Once I aquired this data I first calculated a few useful statistics: shot quality against average [1], shot quality neutral save percentage (SQN%) [2]. I also calculated a difference from their SQN% and their teams SQN% assuming a player only prevents goals by preventing shots and reducing quality, a players neutral save percentage should not vary significantly from 0. What this means is that if you consider the shots and quality of these shots and the goaltender the number of goals the shots predict should be the number of goals against, plus or minus some "small" error. It’s easier to demonstrate these differences with a graph of shots against vs. expected goal against minus goal against

What one can see is data that has significant error growth; the real question is what the error is and what part is the result of players affecting shots beyond quality and quantity. If you consider a shot a binary event (in or not in), you can consider a binomial distribution and using the trivial standard deviation (sqrt(n*p*q)) to determine errors. The first standard deviation should contain 63% of the data. A quick look at my data and 65% (plus or minus 2%) is contained within this region. Another standard location is z-score of 1.96, which contains 95% of the data I have 93% (plus or minus 1%), and for further comparison 2.5, which should contain 99% of the data, where my data begins to fail with only 97% (plus or minus 1%). There are a number of places where this extra error could be coming from the list is below:

- Players effecting shots beyond quality and quantity
- Shot quality missing some key factors due to NHL reporting or poor model
- Errors in my data collection (players not getting the correct number of shots)
- Players playing with a bad goaltender more frequently than others. (different SQN%)
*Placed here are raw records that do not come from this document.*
//! Blog entries and the read-only repository that serves them.
//!
//! DESIGN
//! ======
//! Entries ship as a bundled JSON document. Pages depend on
//! [`BlogRepository`] through [`BlogSource`], never on the bundle itself.

#[cfg(test)]
#[path = "blog_test.rs"]
mod blog_test;

use std::ops::Deref;
use std::sync::Arc;

use serde::de::Error as _;
use serde::{Deserialize, Deserializer, Serialize};

/// Number of entries shown by the home page teaser (one featured + three recent).
pub const TEASER_LEN: usize = 4;

const BUNDLED_BLOGS: &str = include_str!("blogs.json");

/// A single blog post.
#[derive(Clone, Debug, PartialEq, Serialize, Deserialize)]
pub struct BlogEntry {
    /// Route key for `/blog/{id}`; numeric ids are accepted and stringified.
    #[serde(deserialize_with = "deserialize_id")]
    pub id: String,
    pub title: String,
    pub image: String,
    pub highlight: String,
    pub date: String,
    #[serde(default)]
    pub time: Option<String>,
    #[serde(default)]
    pub author: Option<String>,
    #[serde(default)]
    pub detail: BlogDetail,
}

/// Body of a blog post.
#[derive(Clone, Debug, Default, PartialEq, Serialize, Deserialize)]
pub struct BlogDetail {
    #[serde(default)]
    pub content: Vec<ContentBlock>,
}

/// One block of post content, discriminated by `type`.
#[derive(Clone, Debug, PartialEq, Serialize, Deserialize)]
#[serde(tag = "type", rename_all = "lowercase")]
pub enum ContentBlock {
    /// Markdown paragraph(s).
    Text { value: String },
    Heading { value: String },
    Image {
        src: String,
        #[serde(default)]
        alt: String,
    },
    #[serde(other)]
    Unknown,
}

/// Label shown above compact teaser entries.
#[derive(Clone, Copy, Debug, PartialEq, Eq)]
pub enum EntryKind {
    Article,
    News,
}

impl EntryKind {
    /// An entry whose first block is text is an article; anything else is news.
    pub fn of(entry: &BlogEntry) -> Self {
        match entry.detail.content.first() {
            Some(ContentBlock::Text { .. }) => Self::Article,
            _ => Self::News,
        }
    }

    pub fn label(self) -> &'static str {
        match self {
            Self::Article => "Article",
            Self::News => "News",
        }
    }
}

/// Detail route for an entry.
pub fn blog_href(id: &str) -> String {
    format!("/blog/{id}")
}

/// Home page projection: first entry featured, next three listed.
#[derive(Clone, Debug, PartialEq)]
pub struct BlogTeaser {
    pub featured: BlogEntry,
    pub recent: Vec<BlogEntry>,
}

impl BlogTeaser {
    /// Build from entries in source order. Returns `None` for an empty list.
    pub fn from_entries(entries: &[BlogEntry]) -> Option<Self> {
        let latest = &entries[..entries.len().min(TEASER_LEN)];
        let (featured, recent) = latest.split_first()?;
        Some(Self { featured: featured.clone(), recent: recent.to_vec() })
    }
}

/// Read-only access to blog entries.
pub trait BlogRepository {
    /// All entries, newest first.
    fn entries(&self) -> &[BlogEntry];

    fn find(&self, id: &str) -> Option<&BlogEntry> {
        self.entries().iter().find(|entry| entry.id == id)
    }
}

/// In-memory repository, normally loaded from the bundled JSON.
#[derive(Clone, Debug, Default, PartialEq)]
pub struct StaticBlogRepository {
    entries: Vec<BlogEntry>,
}

impl StaticBlogRepository {
    pub fn new(entries: Vec<BlogEntry>) -> Self {
        Self { entries }
    }

    /// Parse a `{"blogLists": [...]}` document.
    ///
    /// # Errors
    ///
    /// Returns the `serde_json` error if the document is malformed.
    pub fn from_json(json: &str) -> Result<Self, serde_json::Error> {
        #[derive(Deserialize)]
        struct Document {
            #[serde(rename = "blogLists")]
            blog_lists: Vec<BlogEntry>,
        }
        let doc: Document = serde_json::from_str(json)?;
        Ok(Self::new(doc.blog_lists))
    }

    /// Entries compiled into the bundle.
    ///
    /// # Errors
    ///
    /// Returns the `serde_json` error if the bundled file is malformed.
    pub fn bundled() -> Result<Self, serde_json::Error> {
        Self::from_json(BUNDLED_BLOGS)
    }
}

impl BlogRepository for StaticBlogRepository {
    fn entries(&self) -> &[BlogEntry] {
        &self.entries
    }
}

/// Context handle for the blog repository.
#[derive(Clone)]
pub struct BlogSource(Arc<dyn BlogRepository + Send + Sync>);

impl BlogSource {
    pub fn new(repository: impl BlogRepository + Send + Sync + 'static) -> Self {
        Self(Arc::new(repository))
    }
}

impl Deref for BlogSource {
    type Target = dyn BlogRepository + Send + Sync;

    fn deref(&self) -> &Self::Target {
        self.0.as_ref()
    }
}

fn deserialize_id<'de, D>(deserializer: D) -> Result<String, D::Error>
where
    D: Deserializer<'de>,
{
    match serde_json::Value::deserialize(deserializer)? {
        serde_json::Value::String(s) => Ok(s),
        serde_json::Value::Number(n) => Ok(n.to_string()),
        other => Err(D::Error::custom(format!("expected string or number id, got {other}"))),
    }
}
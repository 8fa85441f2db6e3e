//! Read model of the drill-down expense report.

use serde::Serialize;

/// All expenses aggregated by category, then by sub-category.
///
/// Lists are sorted ascending by amount, mirroring the drill-down view
/// this report backs.
#[derive(Clone, Debug, PartialEq, Eq, Serialize)]
pub struct ExpenseReport {
    /// Grand total in minor currency units.
    pub total: i64,
    pub categories: Vec<CategoryTotal>,
}

#[derive(Clone, Debug, PartialEq, Eq, Serialize)]
pub struct CategoryTotal {
    pub category_id: i32,
    pub name: String,
    pub total: i64,
    pub sub_categories: Vec<SubCategoryTotal>,
}

#[derive(Clone, Debug, PartialEq, Eq, Serialize)]
pub struct SubCategoryTotal {
    pub sub_category_id: i32,
    pub name: String,
    pub total: i64,
}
There are two pieces of information here that a player controls, one being that of quality, the other of quantity. The question is how one measures these two variables together. It would appear the best way is to consider expected goals against average, or the number of goals a player is expected to have scored against him if he played for one hour. This is basically a goal against average for players. I compiled two lists [3]: top defensive defenseman and top defensive forwards. Some of the players at the top and bottom are to be expected, others are significant exceptions. You can see Pronger at the top, which is a good sign along with Malik, who is a consistent plus player. What is interesting is that Naslund ranks 62

^{nd}(tied with the Sedin’s) defensively, although his record this year (-19) would indicate otherwise. In other words Naslund got unlucky this year and compiled a huge minus rating (this is likely a little too simplistic of an explanation, but it is likely Naslund's minus rating is exagerated by error).

I should make a special note that these statistics are based on two things shots and the quality of the shots, they make no statement of actual goals. This might seem strange, and I would have to agree, on the surface this doesn't make sense, but what we are trying to look at is who is better, not who is lucky, and hockey is full of great examples of lucky individuals and teams. However these statistics are indifferent to any goaltender you had in net, it would make no difference statistically if Noronen or Hasek were in net. That being said a bad goaltender can be motivator to improve ones play.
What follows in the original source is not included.